Generalist examples: Cockroach (survives in most climates, only needs water/moisture and a food source, only defense is responding to puffs of air), raccoon (wide diet, omnivore, lives in any area with trees, brush, or structures), rat (found everywhere in the world but the Artic, not picky eaters), horseshoe crab (wide diet on floor of sea bed, tolerates wide range of water temperature, can survive in low oxygen waters and out of water for extended periods; species over 360MYO).

Specialists & Generalists in Investing

This model can be applied to many different areas.

Investors themselves can be put on the specialist/generalist scale. The most specialized investors focus only on narrow segments of the market or certain types of securities. They can be very successful during certain time periods but in the long run are usually disrupted by a changing investment landscape or black-swan-like event. The most generalized investors use very coarse, unchanging rules and are truly “go anywhere”, willing to buy or sell any type of security around the world. They may underperform or lag behind their specialized brethren in the short term but will likely do well in the long run when averaged out over many different environments. Most investors (including Warren Buffett) lie somewhere in between these two extremes. Specialists include investors in certain industries like Sam Zell (real estate) and Ron Burkle (retail), or in certain situations like Jim Chanos (shorting) and David Tepper (distressed). True generalists are more rare, but include great investors like Ben Graham and Seth Klarman.

Specialists & Generalists in Business

A more interesting application is to the competitive business world. Like in the animal kingdom, generalists are rare and are usually much bigger than the specialists. They include big multinationals like Johnson & Johnson, Wal-Mart, Coca-Cola, and Proctor & Gamble. Also included are conglomerates that may hold many diversified specialists like General Electric or Berkshire Hathaway. Specialists are businesses that focus on a local niche whether in geography or product space. Because many specialists can dominate their niche, they’re usually protected by moats and thus have high returns.

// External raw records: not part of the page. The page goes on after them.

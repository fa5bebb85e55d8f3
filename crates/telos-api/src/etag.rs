//! ETag computation for entity graphs.
//!
//! An ETag is the SHA-256 of the graph's JSON encoding. Struct fields
//! serialise in declaration order and composites in storage order, so the
//! same stored graph always hashes the same.

use axum::http::HeaderValue;
use serde::Serialize;
use sha2::{Digest, Sha256};

/// Compute a quoted strong ETag for `graph`.
pub fn compute_etag<G: Serialize>(graph: &G) -> Result<String, serde_json::Error> {
  let bytes = serde_json::to_vec(graph)?;
  let hash = Sha256::digest(&bytes);
  Ok(format!("\"{}\"", hex::encode(hash)))
}

/// Whether an `If-None-Match` header value names `etag`.
///
/// Accepts `*`, comma-separated lists, and weak (`W/`) validators.
pub fn none_match(header: &HeaderValue, etag: &str) -> bool {
  let Ok(value) = header.to_str() else {
    return false;
  };
  value.split(',').map(str::trim).any(|candidate| {
    candidate == "*" || candidate.strip_prefix("W/").unwrap_or(candidate) == etag
  })
}

#[cfg(test)]
mod tests {
  use serde_json::json;

  use super::*;

  #[test]
  fn etag_is_quoted_hex() {
    let etag = compute_etag(&json!({ "title": "Run 100km" })).unwrap();
    assert_eq!(etag.len(), 66);
    assert!(etag.starts_with('"') && etag.ends_with('"'));
    assert!(etag[1..65].chars().all(|c| c.is_ascii_hexdigit()));
  }

  #[test]
  fn changed_field_changes_etag() {
    let a = compute_etag(&json!({ "title": "Run 100km" })).unwrap();
    let b = compute_etag(&json!({ "title": "Run 120km" })).unwrap();
    assert_ne!(a, b);
    assert_eq!(a, compute_etag(&json!({ "title": "Run 100km" })).unwrap());
  }

  #[test]
  fn if_none_match_forms() {
    let etag = "\"abc\"";
    assert!(none_match(&HeaderValue::from_static("\"abc\""), etag));
    assert!(none_match(&HeaderValue::from_static("W/\"abc\""), etag));
    assert!(none_match(&HeaderValue::from_static("\"x\", \"abc\""), etag));
    assert!(none_match(&HeaderValue::from_static("*"), etag));
    assert!(!none_match(&HeaderValue::from_static("\"abd\""), etag));
  }
}
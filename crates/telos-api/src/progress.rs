//! Read-only handlers for figures derived from stored graphs.
//!
//! | Method | Path | Notes |
//! |--------|------|-------|
//! | `GET`  | `/progress` | Every goal's progress, a summary and unassigned goals |
//! | `GET`  | `/progress/goals/{id}` | 404 if the goal is absent |
//! | `GET`  | `/progress/terms/{id}` | Optional `?at=<rfc3339>`; 404 if the term is absent |
//! | `GET`  | `/progress/current-term` | Optional `?at=<rfc3339>`; 404 when no term is active |
//! | `GET`  | `/matches` | Suggested links; optional `?threshold=0.7` |

use std::future::Future;

use axum::{Json, Router, extract::State, http::StatusCode, routing::get};
use chrono::{DateTime, Utc};
use serde::{Deserialize, Serialize};
use telos_core::{
  action::ActionGraph,
  coordinator::Coordinator,
  goal::GoalGraph,
  lifecycle::{self, TermProgress},
  matching::{self, InferredMatch},
  progress::{self, GoalProgress, ProgressSummary},
  term::TimePeriodGraph,
};
use uuid::Uuid;

use crate::{
  error::ApiError,
  extract::{Path, Query},
};

// ─── Sources ─────────────────────────────────────────────────────────────────

/// The graphs derived figures are computed from.
pub trait GraphSource: Clone + Send + Sync + 'static {
  fn goals(&self) -> impl Future<Output = Result<Vec<GoalGraph>, ApiError>> + Send;
  fn actions(&self) -> impl Future<Output = Result<Vec<ActionGraph>, ApiError>> + Send;
  fn terms(&self) -> impl Future<Output = Result<Vec<TimePeriodGraph>, ApiError>> + Send;
}

/// A [`GraphSource`] over three coordinators.
#[derive(Clone)]
pub struct Coordinators<G, A, T> {
  pub goals:   G,
  pub actions: A,
  pub terms:   T,
}

impl<G, A, T> GraphSource for Coordinators<G, A, T>
where
  G: Coordinator<Graph = GoalGraph> + Clone + 'static,
  A: Coordinator<Graph = ActionGraph> + Clone + 'static,
  T: Coordinator<Graph = TimePeriodGraph> + Clone + 'static,
{
  async fn goals(&self) -> Result<Vec<GoalGraph>, ApiError> {
    self.goals.list().await.map_err(ApiError::from_store)
  }

  async fn actions(&self) -> Result<Vec<ActionGraph>, ApiError> {
    self.actions.list().await.map_err(ApiError::from_store)
  }

  async fn terms(&self) -> Result<Vec<TimePeriodGraph>, ApiError> {
    self.terms.list().await.map_err(ApiError::from_store)
  }
}

pub fn progress_router<S: GraphSource>(source: S) -> Router<()> {
  Router::new()
    .route("/progress", get(overview::<S>))
    .route("/progress/goals/{id}", get(goal::<S>))
    .route("/progress/terms/{id}", get(term::<S>))
    .route("/progress/current-term", get(current_term::<S>))
    .route("/matches", get(matches::<S>))
    .with_state(source)
}

// ─── Goals ───────────────────────────────────────────────────────────────────

#[derive(Debug, Serialize)]
pub struct Overview {
  pub goals:            Vec<GoalProgress>,
  pub summary:          ProgressSummary,
  pub unassigned_goals: Vec<Uuid>,
}

/// `GET /progress`
pub async fn overview<S: GraphSource>(State(source): State<S>) -> Result<Json<Overview>, ApiError> {
  let goals = source.goals().await?;
  let actions = source.actions().await?;

  let all = progress::all_goal_progress(&goals, &actions);
  Ok(Json(Overview {
    summary:          progress::summarize(&all),
    unassigned_goals: lifecycle::unassigned_goals(&goals).iter().map(|g| g.goal.id).collect(),
    goals:            all,
  }))
}

/// `GET /progress/goals/{id}`
pub async fn goal<S: GraphSource>(
  State(source): State<S>,
  Path(id): Path<Uuid>,
) -> Result<Json<GoalProgress>, ApiError> {
  let goals = source.goals().await?;
  let goal = goals
    .iter()
    .find(|g| g.goal.id == id)
    .ok_or_else(|| ApiError::NotFound(format!("goal {id} not found")))?;

  let actions = source.actions().await?;
  Ok(Json(progress::goal_progress(goal, &actions)))
}

// ─── Terms ───────────────────────────────────────────────────────────────────

#[derive(Debug, Deserialize)]
pub struct AtParams {
  /// Defaults to now.
  pub at: Option<DateTime<Utc>>,
}

/// `GET /progress/terms/{id}[?at=<rfc3339>]`
pub async fn term<S: GraphSource>(
  State(source): State<S>,
  Path(id): Path<Uuid>,
  Query(params): Query<AtParams>,
) -> Result<Json<TermProgress>, ApiError> {
  let terms = source.terms().await?;
  let term = terms
    .iter()
    .find(|t| t.term.id == id)
    .ok_or_else(|| ApiError::NotFound(format!("goal term {id} not found")))?;

  let goals = source.goals().await?;
  let at = params.at.unwrap_or_else(Utc::now);
  Ok(Json(lifecycle::term_progress(term, &goals, at)))
}

/// `GET /progress/current-term[?at=<rfc3339>]`
pub async fn current_term<S: GraphSource>(
  State(source): State<S>,
  Query(params): Query<AtParams>,
) -> Result<Json<TermProgress>, ApiError> {
  let at = params.at.unwrap_or_else(Utc::now);
  let terms = source.terms().await?;
  let term = lifecycle::active_term(&terms, at)
    .ok_or_else(|| ApiError::NotFound(format!("no term active at {at}")))?;

  let goals = source.goals().await?;
  Ok(Json(lifecycle::term_progress(term, &goals, at)))
}

// ─── Matches ─────────────────────────────────────────────────────────────────

#[derive(Debug, Deserialize)]
pub struct MatchParams {
  pub threshold: Option<f64>,
}

#[derive(Debug, Serialize)]
pub struct Matches {
  pub confident: Vec<InferredMatch>,
  pub ambiguous: Vec<InferredMatch>,
}

/// `GET /matches[?threshold=<0.0..=1.0>]`
pub async fn matches<S: GraphSource>(
  State(source): State<S>,
  Query(params): Query<MatchParams>,
) -> Result<Json<Matches>, ApiError> {
  let threshold = params.threshold.unwrap_or(matching::DEFAULT_THRESHOLD);
  if !(0.0..=1.0).contains(&threshold) {
    return Err(ApiError::Rejected(
      StatusCode::BAD_REQUEST,
      format!("threshold {threshold} is outside 0.0..=1.0"),
    ));
  }

  let actions = source.actions().await?;
  let goals = source.goals().await?;
  let (confident, ambiguous) =
    matching::partition_by_confidence(matching::infer_matches(&actions, &goals), threshold);
  Ok(Json(Matches { confident, ambiguous }))
}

This is what I call the Specialist’s Dilemma. The stronger your competitive position in a market niche, the more vulnerable you are to eventually being disrupted by changes in the business environment.

Let me explain further. Out of the universe of companies that have strong competitive moats, many of them have advantages originating from the niches they occupy. (Which can lead to barriers like economies of scale, brand attachment driven by habit, and being ahead on the learning curve.) These advantages are durable only as long as the niche itself remains viable. In other words, the more specialized a company’s dominance is, the stronger its advantages are — but the higher the odds of the niche itself eventually disappearing. Not disappearing due to competitors within the industry, but due to the niche being completely destroyed and replaced by something else. The timing of when this happens partially depends on the “clockspeed” of innovation within the industry (more on that in my last post).

Just something to think about if you’re a long term investor or business manager.